A parashá desta semana, Shoftim, está entre aquelas que coloca as questões de organização social no centro das preocupações judaicas. Entre os temas que aborda estão a organização do sistema judicial, critérios para a escolha de monarcas e normas para sua conduta, alertas para falsos profetas que abusem do nome de Deus para avançar seus objetivos pessoais e regulação para conduta ética em situações de guerra. Entre suas frases icônicas, está “Tsedek, tsedek tirdof”, “a mais absoluta forma de justiça você deve buscar”. [2]

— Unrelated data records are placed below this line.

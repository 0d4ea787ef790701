use std::{fs, path::Path};

use hashbrown::HashMap;
use serde::{Deserialize, Serialize};

use crate::{error::Result, gym::TradeAction, utils::create_folder_if_not_exists};

/// Step-by-step record of a single episode
#[derive(Debug, Default, Clone)]
pub struct EpisodeHistory {
    /// step -> (price, quantity)
    pub buys: HashMap<usize, (f64, f64)>,
    /// step -> (price, quantity)
    pub sells: HashMap<usize, (f64, f64)>,
    pub actions: Vec<TradeAction>,
    pub cash: Vec<f64>,
    pub holdings: Vec<f64>,
    pub rewards: Vec<f64>,
}

impl EpisodeHistory {
    pub fn new() -> Self {
        Self::default()
    }

    pub fn steps(&self) -> usize {
        self.actions.len()
    }

    pub fn report(&self, ticker: &str, episode: usize) -> EpisodeReport {
        let count = |wanted: TradeAction| self.actions.iter().filter(|a| **a == wanted).count();

        EpisodeReport {
            ticker: ticker.to_string(),
            episode,
            steps: self.steps(),
            final_reward: self.rewards.last().copied().unwrap_or(0.),
            final_cash: self.cash.last().copied().unwrap_or(0.),
            final_holdings: self.holdings.last().copied().unwrap_or(0.),
            buy_actions: count(TradeAction::Buy),
            sell_actions: count(TradeAction::Sell),
            hold_actions: count(TradeAction::Hold),
            buys_filled: self.buys.len(),
            sells_filled: self.sells.len(),
        }
    }

    /// Writes the episode summary as `<base_path>/<ticker>/episode_<n>.report.bin`
    pub fn record_to_path(&self, base_path: &Path, ticker: &str, episode: usize) -> Result<()> {
        let dir = base_path.join(ticker);
        create_folder_if_not_exists(&dir)?;

        let report = self.report(ticker, episode);
        let bytes = postcard::to_stdvec(&report)?;
        fs::write(dir.join(format!("episode_{episode}.report.bin")), bytes)?;
        Ok(())
    }
}

/// Summary of an episode, as logged and returned to callers
#[derive(Debug, Clone, PartialEq, Serialize, Deserialize)]
pub struct EpisodeReport {
    pub ticker: String,
    pub episode: usize,
    pub steps: usize,
    /// Cumulative profit after the last step
    pub final_reward: f64,
    pub final_cash: f64,
    pub final_holdings: f64,
    pub buy_actions: usize,
    pub sell_actions: usize,
    pub hold_actions: usize,
    pub buys_filled: usize,
    pub sells_filled: usize,
}
use axum::{
    routing::{get, post},
    Router,
};
use tokio::net::TcpListener;
use tracing::{info, warn};

use crate::error::Result;

pub mod dto;
pub mod error;
pub mod routes;
pub mod state;

pub use state::AppState;

pub fn router(state: AppState) -> Router {
    Router::new()
        .route("/health", get(routes::health))
        .route("/train_model", post(routes::train_model))
        .route("/fetch_data", post(routes::fetch_data))
        .route("/get_predictions", post(routes::get_predictions))
        .with_state(state)
}

/// Binds and serves until ctrl-c
pub async fn serve(state: AppState, bind: &str) -> Result<()> {
    let listener = TcpListener::bind(bind).await?;
    info!(addr = %listener.local_addr()?, "listening");

    axum::serve(listener, router(state))
        .with_graceful_shutdown(shutdown_signal())
        .await?;
    Ok(())
}

async fn shutdown_signal() {
    if let Err(err) = tokio::signal::ctrl_c().await {
        warn!("failed to listen for ctrl-c: {err}");
        std::future::pending::<()>().await;
    }
    info!("shutting down");
}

A busca por justiça continua nos nossos dias, assim como a discussão sobre qual seria “a mais absoluta forma de justiça” que devemos buscar. Para alguns, trata-se de estabelecer as estruturas de um sistema judicial que trate a todos de forma idêntica, sem considerar as condições subjetivas; para outros, a definição vai na direção contrária e a justiça verdadeira só pode ser estabelecida quando compreendemos os contextos que levam cada um dos agentes a agir de determinada forma. Paradoxalmente, encontramos no judaísmo elementos que dão sustentação a essas duas abordagens.

Qualquer que seja nossa visão para um cenário no qual a justiça reine, estamos muito longe dele e temo que estejamos caminhando no sentido contrário, aprofundando as injustiças na sociedade brasileira. Nesse contexto, é fundamental que não normalizemos esta conjuntura e continuemos buscando “a mais absoluta forma de justiça.”

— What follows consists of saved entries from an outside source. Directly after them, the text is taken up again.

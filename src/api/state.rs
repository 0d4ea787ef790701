use std::sync::Arc;

use crate::{config::Config, data::MarketData};

/// Shared by every handler. Built once in `main`.
#[derive(Clone)]
pub struct AppState {
    pub config: Arc<Config>,
    pub market_data: Arc<dyn MarketData>,
}

impl AppState {
    pub fn new(config: Config, market_data: impl MarketData + 'static) -> Self {
        Self {
            config: Arc::new(config),
            market_data: Arc::new(market_data),
        }
    }
}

Elie Wiesel nos conta que uma pessoa justa que vivia na cidade de Sdom, onde esta qualidade era rara, e que andava pelas ruas da cidade protestando pelos atos de injustiça que testemunhava. A cidade ria dele e do seu protesto. Finalmente, uma pessoa jovem lhe perguntou por que continuava protestando mesmo quando era claro que ninguém prestava atenção. A resposta da pessoa justa deve servir de alerta para a situação em que vivemos hoje: “no começo, eu achava que podia mudar as pessoas. Hoje, eu reconheço que não posso. Mesmo assim, se eu continuar a protestar, eu terei prevenido que os outros me mudem.” [3]

Que a busca pela justiça e a preocupação com aqueles que sofrem os maiores impactos do ambiente injusto em que nos encontramos continuem determinando nossos atos e que consigamos encontrar parceiros e aliados que nos ajudem nesse processo.

Shabat Shalom

Rabino Rogério Cukierman

[1] Michael Shire, “The Jewish Prophet: Visionary Words from Moses and Miriam to Henrietta Szold and A.J. Heschel”, p. 121.

[2] Deut. 16:20

[3] Harvey J. Fields, “A Torah Commentary for Our Times: volume three, Numbers and Deuteronomy”, p. 141.